Sweden's three right-wing parties have just won a national election for the first time in 44 years.

Deliberations are in full swing. And in just over a week, Thorbjörn Fälldin will announce the results of those deliberations before the parliament.

A fifth holiday week. Extended parental insurance. Female throne succession. A new school grading system. New legislation against gender discrimination.

And then a national referendum on nuclear energy. 'Further shall be clarified the possibility, if public opinion regarding the above mentioned parliamentary decision [about a new energy policy] is still strongly divided, to undertake an advisory national referendum.'

But whilst the Swedish people are still waiting to see how the new government will be and what that new government will do, Carl Bildt, then a young and promising colleague of party leader Gösta Bohman of the 'Moderates', shares this information with Henry Kissinger's special envoy in Europe, Ronald E Woods.

The idea to build a three party coalition was hardly going to be a surprise for the Swedish people or envoy Woods. That the government would solve the stalemate in the nuclear energy question was more interesting.

One needs a bit of history to understand why Carl Bildt's activities would, 37 years later, cause fury in Liberal Party leader Per Ahlmark.

We're in the midst of the Cold War. The US and the Soviet Union are escalating their arms race so they can destroy each other - and us - with their nuclear weapons. And we're relying on a 'balance of terror' - an equal number of weapons on either side - to stop them both from starting World War Three.

Sweden is a neutral country. We don't take sides in armed conflicts. But that also means we must not try to curry favour with the superpowers - with either of them. This could take on bizarre consequences, as when Swedish Right Party ('Moderate') leader Jarl Hjalmarson in 1959 was denied a position as a UN delegate because he'd criticised the Soviet Union's political system.

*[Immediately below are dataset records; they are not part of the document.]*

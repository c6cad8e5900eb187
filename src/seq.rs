use std::fmt::{Display, Formatter};

/// 24-bit wrapping sequence number, used for datagram sequencing, reliable message indices
///  and ordering/sequencing indices alike.
///
/// Comparisons are wrap-aware: a number is 'newer' than another iff the signed difference,
///  computed modulo 2^24, is positive. This makes the ordering meaningful as long as two
///  compared numbers are less than half the number space (2^23) apart, which the bounded
///  send/receive windows guarantee.
#[derive(Copy, Clone, Eq, PartialEq, Hash, Debug, Default)]
pub struct SequenceNumber(u32);

impl Display for SequenceNumber {
    fn fmt(&self, f: &mut Formatter<'_>) -> std::fmt::Result {
        write!(f, "{}", self.0)
    }
}

impl SequenceNumber {
    pub const ZERO: SequenceNumber = SequenceNumber(0);

    const MASK: u32 = 0x00ff_ffff;
    const HALF: u32 = 0x0080_0000;

    pub fn from_raw(value: u32) -> SequenceNumber {
        SequenceNumber(value & Self::MASK)
    }

    pub fn to_raw(self) -> u32 {
        self.0
    }

    pub fn next(self) -> SequenceNumber {
        SequenceNumber((self.0 + 1) & Self::MASK)
    }

    /// post-increment: returns the current value and advances self
    pub fn fetch_next(&mut self) -> SequenceNumber {
        let result = *self;
        *self = self.next();
        result
    }

    pub fn plus(self, offset: u32) -> SequenceNumber {
        SequenceNumber(self.0.wrapping_add(offset) & Self::MASK)
    }

    /// number of increments to get from `other` to `self`, modulo the wrap
    pub fn distance_after(self, other: SequenceNumber) -> u32 {
        self.0.wrapping_sub(other.0) & Self::MASK
    }

    pub fn is_newer_than(self, other: SequenceNumber) -> bool {
        let diff = self.distance_after(other);
        diff != 0 && diff < Self::HALF
    }

    /// iterates from `self` (inclusive) up to `end` (exclusive) in wrap-aware increments
    pub fn until(self, end: SequenceNumber) -> impl Iterator<Item = SequenceNumber> {
        (0..end.distance_after(self))
            .map(move |offset| self.plus(offset))
    }
}

#[cfg(test)]
mod tests {
    use super::*;
    use rstest::*;

    #[rstest]
    #[case::zero(0, 0)]
    #[case::in_range(12345, 12345)]
    #[case::max(0x00ff_ffff, 0x00ff_ffff)]
    #[case::truncated(0x0100_0001, 1)]
    fn test_from_raw(#[case] raw: u32, #[case] expected: u32) {
        assert_eq!(SequenceNumber::from_raw(raw).to_raw(), expected);
    }

    #[rstest]
    #[case::regular(5, 6)]
    #[case::wrap(0x00ff_ffff, 0)]
    fn test_next(#[case] raw: u32, #[case] expected: u32) {
        assert_eq!(SequenceNumber::from_raw(raw).next().to_raw(), expected);
    }

    #[rstest]
    #[case::equal(7, 7, false)]
    #[case::newer(8, 7, true)]
    #[case::older(7, 8, false)]
    #[case::newer_across_wrap(1, 0x00ff_fffe, true)]
    #[case::older_across_wrap(0x00ff_fffe, 1, false)]
    #[case::half_space(0x0080_0000, 0, false)]
    #[case::just_below_half_space(0x007f_ffff, 0, true)]
    fn test_is_newer_than(#[case] a: u32, #[case] b: u32, #[case] expected: bool) {
        assert_eq!(SequenceNumber::from_raw(a).is_newer_than(SequenceNumber::from_raw(b)), expected);
    }

    #[rstest]
    #[case::same(3, 3, 0)]
    #[case::regular(7, 3, 4)]
    #[case::across_wrap(2, 0x00ff_fffe, 4)]
    fn test_distance_after(#[case] a: u32, #[case] b: u32, #[case] expected: u32) {
        assert_eq!(SequenceNumber::from_raw(a).distance_after(SequenceNumber::from_raw(b)), expected);
    }

    #[rstest]
    #[case::empty(5, 5, vec![])]
    #[case::regular(5, 8, vec![5, 6, 7])]
    #[case::across_wrap(0x00ff_fffe, 1, vec![0x00ff_fffe, 0x00ff_ffff, 0])]
    fn test_until(#[case] from: u32, #[case] to: u32, #[case] expected: Vec<u32>) {
        let actual = SequenceNumber::from_raw(from)
            .until(SequenceNumber::from_raw(to))
            .map(|s| s.to_raw())
            .collect::<Vec<_>>();
        assert_eq!(actual, expected);
    }
}
use std::sync::atomic::{AtomicBool, Ordering};
use std::sync::Arc;

use bytes::Bytes;
use tokio::select;
use tokio::sync::mpsc;
use tokio::task::JoinHandle;
use tokio::time::interval;
use tracing::{debug, trace, warn};

use crate::disconnect::{ConnectionState, DisconnectReason};
use crate::message_dispatcher::TransportEvent;
use crate::session::Session;
use crate::wire::Reliability;

/// how often a leg's queued messages are re-checked against the destination's
///  connection state
const FLUSH_INTERVAL: std::time::Duration = std::time::Duration::from_millis(20);

/// Transparent two-leg relay: forwards fully reassembled messages between a front and
///  a back session without inspecting them, and propagates close signals between the
///  legs.
///
/// Each leg is consumed through its queue-backed dispatcher, so all forwarding for
///  one direction runs on one task - messages cross between the legs' contexts only
///  through the destination session's API, never by direct state sharing.
///
/// Messages arriving while the destination leg is still handshaking are buffered up
///  to a bound; exceeding it closes both legs with `QueueTooLong`. Closing either leg
///  closes the other exactly once, with the reason mapped so the surviving side sees
///  why its counterpart went away.
pub struct RelayChannel {
    front: Arc<Session>,
    back: Arc<Session>,
    closed: Arc<AtomicBool>,
    forward_handles: Vec<JoinHandle<()>>,
}

impl Drop for RelayChannel {
    fn drop(&mut self) {
        for handle in &self.forward_handles {
            handle.abort();
        }
    }
}

impl RelayChannel {
    pub fn new(
        front: Arc<Session>,
        front_events: mpsc::Receiver<TransportEvent>,
        back: Arc<Session>,
        back_events: mpsc::Receiver<TransportEvent>,
        max_pending_messages: usize,
    ) -> RelayChannel {
        let closed = Arc::new(AtomicBool::new(false));

        let forward_handles = vec![
            tokio::spawn(Self::forward_loop(
                front_events,
                front.clone(),
                back.clone(),
                closed.clone(),
                max_pending_messages,
            )),
            tokio::spawn(Self::forward_loop(
                back_events,
                back.clone(),
                front.clone(),
                closed.clone(),
                max_pending_messages,
            )),
        ];

        RelayChannel {
            front,
            back,
            closed,
            forward_handles,
        }
    }

    pub fn is_closed(&self) -> bool {
        self.closed.load(Ordering::SeqCst)
    }

    /// closes both legs; idempotent, later calls are no-ops
    pub async fn close(&self, reason: DisconnectReason) {
        Self::close_both(&self.front, &self.back, &self.closed, reason).await;
    }

    async fn forward_loop(
        mut events: mpsc::Receiver<TransportEvent>,
        source: Arc<Session>,
        dest: Arc<Session>,
        closed: Arc<AtomicBool>,
        max_pending_messages: usize,
    ) {
        let mut pending: Vec<(u8, Bytes)> = Vec::new();
        let mut flush_interval = interval(FLUSH_INTERVAL);

        loop {
            select! {
                event = events.recv() => {
                    let Some(event) = event else {
                        // the source session is gone, its dispatcher with it
                        Self::close_both(&source, &dest, &closed, DisconnectReason::ClosedByRemotePeer).await;
                        return;
                    };
                    match event {
                        TransportEvent::Message { channel, msg, .. } => {
                            if dest.connection_state().await == ConnectionState::Handshaking {
                                if pending.len() >= max_pending_messages {
                                    warn!("relay leg buffered {} messages while its counterpart is handshaking, giving up", pending.len());
                                    Self::close_both(&source, &dest, &closed, DisconnectReason::QueueTooLong).await;
                                    return;
                                }
                                pending.push((channel, msg));
                                continue;
                            }
                            if !Self::flush(&dest, &mut pending).await
                                || !Self::forward(&dest, channel, msg).await
                            {
                                Self::close_both(&source, &dest, &closed, DisconnectReason::ClosedByRemotePeer).await;
                                return;
                            }
                        }
                        TransportEvent::AckReceipt { receipt_id, .. } => {
                            trace!("relay: ignoring ack receipt {}", receipt_id);
                        }
                        TransportEvent::Disconnect { reason, .. } => {
                            debug!("relay leg disconnected: {}", reason);
                            Self::close_both(&source, &dest, &closed, Self::map_reason(reason)).await;
                            return;
                        }
                    }
                }
                _ = flush_interval.tick() => {
                    if !pending.is_empty()
                        && dest.connection_state().await == ConnectionState::Connected
                        && !Self::flush(&dest, &mut pending).await
                    {
                        Self::close_both(&source, &dest, &closed, DisconnectReason::ClosedByRemotePeer).await;
                        return;
                    }
                }
            }
        }
    }

    async fn flush(dest: &Arc<Session>, pending: &mut Vec<(u8, Bytes)>) -> bool {
        for (channel, msg) in pending.drain(..) {
            if !Self::forward(dest, channel, msg).await {
                return false;
            }
        }
        true
    }

    async fn forward(dest: &Arc<Session>, channel: u8, msg: Bytes) -> bool {
        match dest.send(msg, Reliability::ReliableOrdered, channel).await {
            Ok(()) => true,
            Err(e) => {
                debug!("relay could not forward to {:?}: {}", dest.peer_addr().await, e);
                false
            }
        }
    }

    /// the reason the surviving leg's peer is given when its counterpart goes away
    fn map_reason(reason: DisconnectReason) -> DisconnectReason {
        match reason {
            DisconnectReason::ShuttingDown => DisconnectReason::ShuttingDown,
            DisconnectReason::QueueTooLong => DisconnectReason::QueueTooLong,
            _ => DisconnectReason::ClosedByRemotePeer,
        }
    }

    async fn close_both(
        a: &Arc<Session>,
        b: &Arc<Session>,
        closed: &Arc<AtomicBool>,
        reason: DisconnectReason,
    ) {
        if closed.swap(true, Ordering::SeqCst) {
            return;
        }
        debug!("closing relay: {}", reason);
        a.disconnect(reason).await;
        b.disconnect(reason).await;
    }
}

Sweden and the US had just calmed down their own relations. Things started getting bad in 1968 when Olof Palme demonstrated against the US invasion of Vietnam, marching side by side with the Vietnamese ambassador to Moscow. Kissinger and the rest of Washington were so enraged that they brought home their ambassador to Sweden and left the post unmanned for two years. In 1972, Washington informed Sweden that their ambassador Yngve Möller was no longer welcome. A year later they approved of Wilhelm Wachtmeister.

This was the context when Carl Bildt went to the US embassy to speak with Kissinger's special envoy. To tell him things even the Swedish people didn't know.

'Not nice' is one way of putting it. 'Foolhardy' another. Getting caught would have cost Carl Bildt more than he'd hoped to win by being such an obedient lapdog for the US in fetching that 'inside information'.

Not So Kind

The stellar Lars Schaff is not as keen to mince words.

'The best thing our government could do to preserve peace would be to order Carl Bildt to return from his never-ending flying trip and lock him up in his Stockholm office.'

But Schaff is writing about another time (now) when Bildt's gone on to make a career out of what he started nearly 40 years ago. The urgency is therefore all the more palatable.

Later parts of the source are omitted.